╔══

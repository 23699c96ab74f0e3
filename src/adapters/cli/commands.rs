//! CLI command definitions and handlers

use std::path::PathBuf;
use std::sync::Arc;

use anyhow::{Context, Result};
use clap::{Args, Parser, Subcommand};
use tracing_subscriber::{fmt, EnvFilter};

use crate::adapters::execution::PaperExecutor;
use crate::adapters::market_data::JupiterPriceSource;
use crate::adapters::solana::RpcTransactionSource;
use crate::application::Orchestrator;
use crate::config::{load_config, Config};
use crate::domain::{EventTopic, PipelineEvent};
use crate::ports::{ExecutionPort, MarketDataPort, TransactionSource};

/// Copy-trading monitor for tracked Solana wallets
#[derive(Debug, Parser)]
#[command(name = "mirrorbot", version, about)]
pub struct CliApp {
    /// Log at info level
    #[arg(short, long, global = true)]
    pub verbose: bool,

    /// Log at debug level
    #[arg(short, long, global = true)]
    pub debug: bool,

    #[command(subcommand)]
    pub command: Command,
}

#[derive(Debug, Subcommand)]
pub enum Command {
    /// Start the monitoring and decision pipeline
    Run(RunCmd),
    /// Load and validate a config file, then print a summary
    Validate(ValidateCmd),
}

#[derive(Debug, Args)]
pub struct RunCmd {
    /// Path to config.toml
    #[arg(short, long, default_value = "config.toml")]
    pub config: PathBuf,

    /// Force paper fills regardless of the config setting
    #[arg(long)]
    pub paper: bool,
}

#[derive(Debug, Args)]
pub struct ValidateCmd {
    /// Path to config.toml
    #[arg(short, long, default_value = "config.toml")]
    pub config: PathBuf,

    /// Emit the summary as JSON
    #[arg(long)]
    pub json: bool,
}

/// Machine-readable output of `validate --json`
#[derive(Debug, serde::Serialize)]
struct ValidationSummary {
    wallets: Vec<String>,
    poll_interval_ms: u64,
    signature_limit: usize,
    dedup_capacity: usize,
    copy_trade_pct: f64,
    min_mirror_lamports: u64,
    max_mirror_lamports: u64,
    rules: Vec<String>,
}

/// Execute the parsed CLI command
pub async fn execute(app: CliApp) -> Result<()> {
    match app.command {
        Command::Run(cmd) => run_command(cmd, app.verbose, app.debug).await,
        Command::Validate(cmd) => validate_command(cmd),
    }
}

/// Flag precedence: --debug, --verbose, then RUST_LOG, then the config level
fn init_logging(config: &Config, verbose: bool, debug: bool) {
    let filter = if debug {
        EnvFilter::new("debug")
    } else if verbose {
        EnvFilter::new("info")
    } else {
        EnvFilter::try_from_default_env()
            .unwrap_or_else(|_| EnvFilter::new(config.logging.level.clone()))
    };
    fmt().with_env_filter(filter).init();
}

async fn run_command(cmd: RunCmd, verbose: bool, debug: bool) -> Result<()> {
    let config = load_config(&cmd.config).context("Failed to load configuration")?;
    init_logging(&config, verbose, debug);

    let paper = cmd.paper || config.trading.paper;
    if !paper {
        tracing::warn!("live execution is not wired up; falling back to paper fills");
    }
    tracing::warn!("PAPER MODE - simulated fills only");

    let source: Arc<dyn TransactionSource> = Arc::new(RpcTransactionSource::new(
        config.solana.get_rpc_url(),
        &config.solana.commitment,
    ));
    let market_data: Arc<dyn MarketDataPort> = Arc::new(
        JupiterPriceSource::new(config.market.api_url.clone())
            .context("Failed to build market data client")?,
    );
    let paper_executor = Arc::new(PaperExecutor::new());
    let executor: Arc<dyn ExecutionPort> = Arc::clone(&paper_executor) as Arc<dyn ExecutionPort>;

    let orchestrator = Orchestrator::build(&config, source, market_data, executor)
        .await
        .context("Failed to build pipeline")?;

    // Simulated fills track the live quote stream
    let price_feed = Arc::clone(&paper_executor);
    orchestrator
        .dispatcher()
        .subscribe_fn(EventTopic::PriceUpdate, "paper-price-feed", move |event| {
            if let PipelineEvent::PriceUpdate {
                token_address,
                price,
                ..
            } = event
            {
                price_feed.update_price(token_address, *price);
            }
            Ok(())
        })
        .await;

    tracing::info!(
        wallets = config.tracking.wallets.len(),
        rules = config.rules.len(),
        rpc = %config.solana.get_rpc_url(),
        "starting mirrorbot"
    );
    orchestrator.start().await;

    tokio::signal::ctrl_c()
        .await
        .context("Failed to listen for shutdown signal")?;
    tracing::info!("shutdown signal received");
    orchestrator.stop().await;

    Ok(())
}

fn validate_command(cmd: ValidateCmd) -> Result<()> {
    let config = load_config(&cmd.config).context("Config validation failed")?;
    let rules = config.compiled_rules()?;

    if cmd.json {
        let summary = ValidationSummary {
            wallets: config.tracking.wallets.clone(),
            poll_interval_ms: config.monitor.poll_interval_ms,
            signature_limit: config.monitor.signature_limit,
            dedup_capacity: config.monitor.dedup_capacity,
            copy_trade_pct: config.trading.copy_trade_pct,
            min_mirror_lamports: config.trading.min_mirror_lamports,
            max_mirror_lamports: config.trading.max_mirror_lamports,
            rules: rules.iter().map(|r| r.name.clone()).collect(),
        };
        println!("{}", serde_json::to_string_pretty(&summary)?);
        return Ok(());
    }

    println!("Config OK: {}", cmd.config.display());
    println!("  tracked wallets : {}", config.tracking.wallets.len());
    for wallet in &config.tracking.wallets {
        println!("    {wallet}");
    }
    println!("  poll interval   : {}ms", config.monitor.poll_interval_ms);
    println!("  signature limit : {}", config.monitor.signature_limit);
    println!("  dedup capacity  : {}", config.monitor.dedup_capacity);
    println!(
        "  mirror sizing   : {:.0}% of observed, {}-{} lamports",
        config.trading.copy_trade_pct * 100.0,
        config.trading.min_mirror_lamports,
        config.trading.max_mirror_lamports
    );
    println!("  exit rules      : {}", rules.len());
    for rule in &rules {
        println!(
            "    [{}] {} -> {:?} ({} conditions)",
            rule.priority,
            rule.name,
            rule.action,
            rule.conditions.len()
        );
    }
    Ok(())
}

╚══

## Activity
Which lines above contain the word "warn"? Show each of them.

## Response area
        tracing::warn!("live execution is not wired up; falling back to paper fills");
    tracing::warn!("PAPER MODE - simulated fills only");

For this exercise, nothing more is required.